The required answer is the count of lines in the records that contain "IntoResponse", with no other text.

(Entries taken from a collection)
------------------------------------------------
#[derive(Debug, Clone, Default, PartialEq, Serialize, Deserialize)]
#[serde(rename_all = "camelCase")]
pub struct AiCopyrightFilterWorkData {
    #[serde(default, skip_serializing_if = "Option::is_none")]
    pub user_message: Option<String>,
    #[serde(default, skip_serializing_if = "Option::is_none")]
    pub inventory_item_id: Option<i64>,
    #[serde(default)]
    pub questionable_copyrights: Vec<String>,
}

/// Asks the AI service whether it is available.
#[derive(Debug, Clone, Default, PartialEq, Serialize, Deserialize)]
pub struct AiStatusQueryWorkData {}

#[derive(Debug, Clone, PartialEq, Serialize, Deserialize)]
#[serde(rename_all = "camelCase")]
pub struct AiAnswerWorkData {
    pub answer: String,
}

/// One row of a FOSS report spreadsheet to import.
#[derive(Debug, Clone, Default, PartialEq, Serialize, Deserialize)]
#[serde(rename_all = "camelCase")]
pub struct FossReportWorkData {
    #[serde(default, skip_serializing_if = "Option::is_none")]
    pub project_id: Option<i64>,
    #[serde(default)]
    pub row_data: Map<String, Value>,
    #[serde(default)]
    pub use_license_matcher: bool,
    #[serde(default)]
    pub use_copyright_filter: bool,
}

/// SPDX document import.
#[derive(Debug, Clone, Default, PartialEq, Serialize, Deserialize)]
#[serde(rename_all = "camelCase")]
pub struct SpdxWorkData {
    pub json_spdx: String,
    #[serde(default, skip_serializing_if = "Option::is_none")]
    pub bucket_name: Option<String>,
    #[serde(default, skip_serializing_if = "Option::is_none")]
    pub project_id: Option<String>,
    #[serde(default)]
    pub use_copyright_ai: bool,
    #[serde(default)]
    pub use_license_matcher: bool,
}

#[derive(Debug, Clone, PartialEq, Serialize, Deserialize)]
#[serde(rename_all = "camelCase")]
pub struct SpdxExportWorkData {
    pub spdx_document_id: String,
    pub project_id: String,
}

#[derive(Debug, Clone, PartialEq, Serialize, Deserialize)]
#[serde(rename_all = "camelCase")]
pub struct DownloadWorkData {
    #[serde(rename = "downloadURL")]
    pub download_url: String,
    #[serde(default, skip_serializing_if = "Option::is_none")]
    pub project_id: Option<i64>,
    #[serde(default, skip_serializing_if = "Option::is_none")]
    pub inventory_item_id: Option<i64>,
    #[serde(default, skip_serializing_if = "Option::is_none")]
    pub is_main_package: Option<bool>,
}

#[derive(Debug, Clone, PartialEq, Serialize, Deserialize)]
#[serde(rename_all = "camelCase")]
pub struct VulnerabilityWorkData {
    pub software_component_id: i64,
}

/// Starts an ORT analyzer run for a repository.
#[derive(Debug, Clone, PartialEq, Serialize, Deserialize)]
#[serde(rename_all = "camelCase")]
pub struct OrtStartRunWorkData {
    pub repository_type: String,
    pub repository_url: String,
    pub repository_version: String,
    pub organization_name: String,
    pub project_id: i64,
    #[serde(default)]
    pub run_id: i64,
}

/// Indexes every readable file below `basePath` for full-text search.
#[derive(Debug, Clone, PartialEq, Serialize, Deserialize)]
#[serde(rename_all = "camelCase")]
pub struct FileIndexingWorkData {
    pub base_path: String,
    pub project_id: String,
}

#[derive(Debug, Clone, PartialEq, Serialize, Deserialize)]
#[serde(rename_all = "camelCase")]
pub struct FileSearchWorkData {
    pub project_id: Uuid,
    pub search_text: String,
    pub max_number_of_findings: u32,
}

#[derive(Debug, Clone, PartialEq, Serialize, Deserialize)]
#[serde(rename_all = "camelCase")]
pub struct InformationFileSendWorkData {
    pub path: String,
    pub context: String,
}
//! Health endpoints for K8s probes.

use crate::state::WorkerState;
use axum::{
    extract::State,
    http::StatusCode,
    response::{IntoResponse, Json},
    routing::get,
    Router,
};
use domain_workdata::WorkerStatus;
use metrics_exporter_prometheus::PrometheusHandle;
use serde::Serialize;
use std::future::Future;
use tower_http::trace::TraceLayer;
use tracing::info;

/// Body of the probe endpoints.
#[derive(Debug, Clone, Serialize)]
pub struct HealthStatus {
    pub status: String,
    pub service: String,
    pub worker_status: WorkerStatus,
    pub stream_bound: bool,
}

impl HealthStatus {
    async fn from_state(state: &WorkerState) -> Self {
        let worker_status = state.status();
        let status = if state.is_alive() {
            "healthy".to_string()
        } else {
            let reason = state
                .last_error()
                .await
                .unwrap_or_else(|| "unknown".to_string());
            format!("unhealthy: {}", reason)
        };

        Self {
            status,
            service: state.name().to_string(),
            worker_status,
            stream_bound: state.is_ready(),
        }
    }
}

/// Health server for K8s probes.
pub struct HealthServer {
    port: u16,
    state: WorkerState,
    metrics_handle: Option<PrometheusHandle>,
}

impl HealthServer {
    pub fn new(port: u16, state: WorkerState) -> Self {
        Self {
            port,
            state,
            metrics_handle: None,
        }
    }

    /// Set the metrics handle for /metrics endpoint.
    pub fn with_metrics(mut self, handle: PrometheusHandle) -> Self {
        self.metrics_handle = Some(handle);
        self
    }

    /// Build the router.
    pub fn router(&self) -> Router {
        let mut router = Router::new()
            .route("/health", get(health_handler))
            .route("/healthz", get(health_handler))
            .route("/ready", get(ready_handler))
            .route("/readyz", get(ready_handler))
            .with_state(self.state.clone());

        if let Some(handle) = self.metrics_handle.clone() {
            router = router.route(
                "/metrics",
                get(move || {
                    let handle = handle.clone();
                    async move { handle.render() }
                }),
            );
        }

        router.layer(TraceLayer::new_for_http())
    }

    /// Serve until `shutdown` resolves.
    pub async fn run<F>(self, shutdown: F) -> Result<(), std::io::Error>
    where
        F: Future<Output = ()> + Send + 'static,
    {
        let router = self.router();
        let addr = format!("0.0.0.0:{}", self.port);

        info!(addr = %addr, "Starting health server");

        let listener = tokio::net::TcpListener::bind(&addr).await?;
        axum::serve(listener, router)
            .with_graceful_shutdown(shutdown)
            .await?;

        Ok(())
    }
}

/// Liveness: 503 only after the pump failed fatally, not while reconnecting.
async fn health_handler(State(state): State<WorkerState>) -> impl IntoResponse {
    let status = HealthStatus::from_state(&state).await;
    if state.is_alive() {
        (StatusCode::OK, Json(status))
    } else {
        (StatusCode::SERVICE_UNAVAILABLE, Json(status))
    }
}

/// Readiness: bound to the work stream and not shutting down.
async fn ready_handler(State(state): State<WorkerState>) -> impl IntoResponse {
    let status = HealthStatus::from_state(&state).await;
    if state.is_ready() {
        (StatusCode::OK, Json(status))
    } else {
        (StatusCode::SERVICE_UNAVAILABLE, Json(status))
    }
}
------------------------------------------------
*Solved problem:* 3